Supplied data →
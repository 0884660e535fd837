use serde::Serialize;

use crate::error::CrawlError;

/// One extracted recipe page.
///
/// Every fetched page produces exactly one of these, possibly degraded:
/// missing scalar fields carry the literal `"N/A"`, a missing image is an
/// empty string, and a missing title is one of the sentinel values checked
/// by [`is_usable`](RecipeRecord::is_usable). `url` is always absolute.
#[derive(Debug, Clone, PartialEq, Eq, Serialize)]
pub struct RecipeRecord {
    pub title: String,
    pub url: String,
    pub ingredients: Vec<String>,
    pub directions: Vec<String>,
    pub prep_time: String,
    pub cook_time: String,
    pub servings: String,
    pub image_url: String,
}

/// Sentinel titles a degraded extraction can produce. Records carrying one
/// of these never make it into a [`CrawlResult`].
pub const TITLE_SENTINELS: [&str; 3] = [
    crate::extract::PARSING_ERROR,
    crate::extract::NO_TITLE,
    crate::extract::NO_TITLE_FOUND,
];

impl RecipeRecord {
    /// Whether the record passes the orchestrator's acceptance check:
    /// a non-empty title that is not a degradation sentinel.
    pub fn is_usable(&self) -> bool {
        !self.title.is_empty() && !TITLE_SENTINELS.contains(&self.title.as_str())
    }
}

/// How pages are retrieved.
#[derive(Debug, Clone, Copy, PartialEq, Eq)]
pub enum FetchStrategy {
    /// Single GET with a timeout.
    Http,
    /// Headless-rendered document via the configured render service.
    /// Requires the `[renderer]` config section; there is no fallback to
    /// plain HTTP when rendering fails.
    JsRendered,
}

/// Configuration for one crawl invocation. Immutable once the crawl starts.
#[derive(Debug, Clone)]
pub struct CrawlRequest {
    /// Absolute or base-relative page URLs, in the order they should be
    /// fetched.
    pub urls: Vec<String>,
    pub fetch_strategy: FetchStrategy,
    /// Hard cap on how many of `urls` are fetched; the list is truncated
    /// before the first request.
    pub max_items: usize,
    /// Politeness pause between requests, drawn uniformly from
    /// `(min_seconds, max_seconds)`.
    pub delay_range: (f64, f64),
}

/// Outcome of one crawl invocation.
#[derive(Debug, Default)]
pub struct CrawlResult {
    /// Accepted records, in input-URL order.
    pub records: Vec<RecipeRecord>,
    /// URLs actually attempted (may be less than requested if cancelled).
    pub attempted: usize,
    /// Records accepted into `records`.
    pub succeeded: usize,
}

/// Why a single item produced no record.
#[derive(Debug)]
pub enum ItemFailure {
    /// The page could not be retrieved at all.
    Fetch(CrawlError),
    /// A record was produced but carried a sentinel or empty title.
    Rejected { title: String },
}

/// Per-item result threaded through the crawl loop, keeping "produced a
/// record" and "record is usable" as separate questions.
#[derive(Debug)]
pub enum ItemOutcome {
    Record(RecipeRecord),
    Failed(ItemFailure),
}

Aim of the task →
All of the material above is to be repeated exactly.

Answer section →
repository 0884660e535fd837
use serde::Serialize;

use crate::error::CrawlError;

/// One extracted recipe page.
///
/// Every fetched page produces exactly one of these, possibly degraded:
/// missing scalar fields carry the literal `"N/A"`, a missing image is an
/// empty string, and a missing title is one of the sentinel values checked
/// by [`is_usable`](RecipeRecord::is_usable). `url` is always absolute.
#[derive(Debug, Clone, PartialEq, Eq, Serialize)]
pub struct RecipeRecord {
    pub title: String,
    pub url: String,
    pub ingredients: Vec<String>,
    pub directions: Vec<String>,
    pub prep_time: String,
    pub cook_time: String,
    pub servings: String,
    pub image_url: String,
}

/// Sentinel titles a degraded extraction can produce. Records carrying one
/// of these never make it into a [`CrawlResult`].
pub const TITLE_SENTINELS: [&str; 3] = [
    crate::extract::PARSING_ERROR,
    crate::extract::NO_TITLE,
    crate::extract::NO_TITLE_FOUND,
];

impl RecipeRecord {
    /// Whether the record passes the orchestrator's acceptance check:
    /// a non-empty title that is not a degradation sentinel.
    pub fn is_usable(&self) -> bool {
        !self.title.is_empty() && !TITLE_SENTINELS.contains(&self.title.as_str())
    }
}

/// How pages are retrieved.
#[derive(Debug, Clone, Copy, PartialEq, Eq)]
pub enum FetchStrategy {
    /// Single GET with a timeout.
    Http,
    /// Headless-rendered document via the configured render service.
    /// Requires the `[renderer]` config section; there is no fallback to
    /// plain HTTP when rendering fails.
    JsRendered,
}

/// Configuration for one crawl invocation. Immutable once the crawl starts.
#[derive(Debug, Clone)]
pub struct CrawlRequest {
    /// Absolute or base-relative page URLs, in the order they should be
    /// fetched.
    pub urls: Vec<String>,
    pub fetch_strategy: FetchStrategy,
    /// Hard cap on how many of `urls` are fetched; the list is truncated
    /// before the first request.
    pub max_items: usize,
    /// Politeness pause between requests, drawn uniformly from
    /// `(min_seconds, max_seconds)`.
    pub delay_range: (f64, f64),
}

/// Outcome of one crawl invocation.
#[derive(Debug, Default)]
pub struct CrawlResult {
    /// Accepted records, in input-URL order.
    pub records: Vec<RecipeRecord>,
    /// URLs actually attempted (may be less than requested if cancelled).
    pub attempted: usize,
    /// Records accepted into `records`.
    pub succeeded: usize,
}

/// Why a single item produced no record.
#[derive(Debug)]
pub enum ItemFailure {
    /// The page could not be retrieved at all.
    Fetch(CrawlError),
    /// A record was produced but carried a sentinel or empty title.
    Rejected { title: String },
}

/// Per-item result threaded through the crawl loop, keeping "produced a
/// record" and "record is usable" as separate questions.
#[derive(Debug)]
pub enum ItemOutcome {
    Record(RecipeRecord),
    Failed(ItemFailure),
}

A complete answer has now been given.